EXERCISE INSTRUCTIONS:
Your output should be each line from the material below that has the word "FakeClient".

:: DATASET RECORDS ::

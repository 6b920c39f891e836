use thiserror::Error;

#[derive(Debug, Error)]
pub enum OciError {
    #[error("invalid OCI image reference {0:?}")]
    InvalidReference(String),

    #[error("registry request failed: {0}")]
    Request(#[from] reqwest::Error),

    #[error("registry returned unexpected status {status} for {url}")]
    UnexpectedStatus { status: u16, url: String },

    #[error("failed to parse manifest JSON: {0}")]
    ManifestParse(#[from] serde_json::Error),

    #[error("manifest list nesting exceeded maximum depth of {max_depth}")]
    ManifestListTooDeep { max_depth: u32 },

    #[error("manifest has no schemaVersion 1 history to synthesize a config blob from")]
    MissingV1History,

    #[error("blob digest mismatch: expected {expected}, computed {actual}")]
    DigestMismatch { expected: String, actual: String },

    #[error("io error: {0}")]
    Io(#[from] std::io::Error),
}
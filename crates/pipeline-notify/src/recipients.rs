//! Recipient resolution for owner notifications: CODEOWNERS first, falling
//! back to the head commit's author and committer when CODEOWNERS yields
//! nobody (`mailutil.py::determine_mail_recipients`).

use pipeline_scm::{all_owners, enumerate_codeowners, resolve_email_addresses, GithubClient, RepoSlug};
use tracing::{debug, warn};

/// Resolves the set of email addresses that should be notified about a
/// rendering failure on `repo`. Returns an empty vec (not an error) when
/// nobody can be resolved — callers are expected to log and skip sending.
pub async fn resolve_owner_recipients(
    client: &dyn GithubClient,
    repo: &RepoSlug,
    git_ref: Option<&str>,
    head_sha: &str,
) -> Vec<String> {
    let entries = match enumerate_codeowners(client, repo, git_ref).await {
        Ok(entries) => entries,
        Err(e) => {
            warn!(%repo, error = %e, "failed to enumerate CODEOWNERS, falling back to commit metadata");
            vec![]
        }
    };

    let owners = all_owners(&entries);
    let addresses = resolve_email_addresses(client, &owners).await;
    if !addresses.is_empty() {
        debug!(%repo, count = addresses.len(), "resolved recipients from CODEOWNERS");
        return addresses;
    }

    debug!(%repo, "CODEOWNERS yielded no recipients, falling back to head commit author/committer");
    match client.commit_author_committer_emails(repo, head_sha).await {
        Ok((author, committer)) => {
            let mut fallback: Vec<String> = [author, committer].into_iter().flatten().collect();
            fallback.sort();
            fallback.dedup();
            fallback
        }
        Err(e) => {
            warn!(%repo, sha = %head_sha, error = %e, "failed to read head commit author/committer");
            vec![]
        }
    }
}

#[cfg(test)]
mod tests {
    use super::*;
    use async_trait::async_trait;
    use pipeline_scm::{
        FileContents, Issue, IssueEdit, PullRequest, Repository, ScmError,
    };

    struct FakeClient {
        codeowners_body: Option<String>,
        commit_author: Option<String>,
        commit_committer: Option<String>,
    }

    #[async_trait]
    impl GithubClient for FakeClient {
        async fn repository(&self, _repo: &RepoSlug) -> Result<Repository, ScmError> {
            unimplemented!()
        }
        async fn issue(&self, _repo: &RepoSlug, _number: u64) -> Result<Issue, ScmError> {
            unimplemented!()
        }
        async fn create_issue(&self, _repo: &RepoSlug, _edit: &IssueEdit) -> Result<Issue, ScmError> {
            unimplemented!()
        }
        async fn update_issue(
            &self,
            _repo: &RepoSlug,
            _number: u64,
            _edit: &IssueEdit,
        ) -> Result<Issue, ScmError> {
            unimplemented!()
        }
        async fn close_issue(&self, _repo: &RepoSlug, _number: u64) -> Result<Issue, ScmError> {
            unimplemented!()
        }
        async fn add_issue_comment(
            &self,
            _repo: &RepoSlug,
            _number: u64,
            _body: &str,
        ) -> Result<(), ScmError> {
            unimplemented!()
        }
        async fn pull_request(&self, _repo: &RepoSlug, _number: u64) -> Result<PullRequest, ScmError> {
            unimplemented!()
        }
        async fn add_labels(
            &self,
            _repo: &RepoSlug,
            _number: u64,
            _labels: &[String],
        ) -> Result<(), ScmError> {
            unimplemented!()
        }
        async fn remove_label(&self, _repo: &RepoSlug, _number: u64, _label: &str) -> Result<(), ScmError> {
            unimplemented!()
        }
        async fn is_org_member(&self, _org: &str, _username: &str) -> Result<bool, ScmError> {
            unimplemented!()
        }
        async fn is_team_member(
            &self,
            _org: &str,
            _team_slug: &str,
            _username: &str,
        ) -> Result<bool, ScmError> {
            unimplemented!()
        }
        async fn team_members(&self, _org: &str, _team_slug: &str) -> Result<Vec<String>, ScmError> {
            Ok(vec![])
        }
        async fn file_contents(
            &self,
            _repo: &RepoSlug,
            path: &str,
            _git_ref: Option<&str>,
        ) -> Result<Option<FileContents>, ScmError> {
            if path == "CODEOWNERS" {
                Ok(self.codeowners_body.clone().map(|content| FileContents {
                    content,
                    sha: "abc".into(),
                }))
            } else {
                Ok(None)
            }
        }
        async fn create_or_update_file(
            &self,
            _repo: &RepoSlug,
            _path: &str,
            _content: &str,
            _commit_message: &str,
            _branch: &str,
        ) -> Result<Option<String>, ScmError> {
            unimplemented!()
        }
        async fn branches(&self, _repo: &RepoSlug) -> Result<Vec<String>, ScmError> {
            unimplemented!()
        }
        async fn create_tag(
            &self,
            _repo: &RepoSlug,
            _tag_name: &str,
            _target_sha: &str,
            _message: &str,
        ) -> Result<(), ScmError> {
            unimplemented!()
        }
        async fn create_release(
            &self,
            _repo: &RepoSlug,
            _tag_name: &str,
            _body: &str,
            _draft: bool,
            _prerelease: bool,
        ) -> Result<(), ScmError> {
            unimplemented!()
        }
        async fn releases(&self, _repo: &RepoSlug) -> Result<Vec<pipeline_scm::Release>, ScmError> {
            unimplemented!()
        }
        async fn user_email(&self, _username: &str) -> Result<Option<String>, ScmError> {
            Ok(None)
        }
        async fn commit_author_committer_emails(
            &self,
            _repo: &RepoSlug,
            _sha: &str,
        ) -> Result<(Option<String>, Option<String>), ScmError> {
            Ok((self.commit_author.clone(), self.commit_committer.clone()))
        }
    }

    #[tokio::test]
    async fn falls_back_to_head_commit_when_codeowners_has_no_entries() {
        let client = FakeClient {
            codeowners_body: None,
            commit_author: Some("Author@Example.com".into()),
            commit_committer: Some("committer@example.com".into()),
        };
        let repo = RepoSlug {
            owner: "org".into(),
            name: "repo".into(),
        };
        let recipients = resolve_owner_recipients(&client, &repo, None, "deadbeef").await;
        assert_eq!(
            recipients,
            vec!["Author@Example.com".to_string(), "committer@example.com".to_string()]
        );
    }

    #[tokio::test]
    async fn deduplicates_identical_author_and_committer() {
        let client = FakeClient {
            codeowners_body: None,
            commit_author: Some("same@example.com".into()),
            commit_committer: Some("same@example.com".into()),
        };
        let repo = RepoSlug {
            owner: "org".into(),
            name: "repo".into(),
        };
        let recipients = resolve_owner_recipients(&client, &repo, None, "deadbeef").await;
        assert_eq!(recipients, vec!["same@example.com".to_string()]);
    }
}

:::

RESPONSE TO THE TASK:
    struct FakeClient {
    impl GithubClient for FakeClient {
        let client = FakeClient {
        let client = FakeClient {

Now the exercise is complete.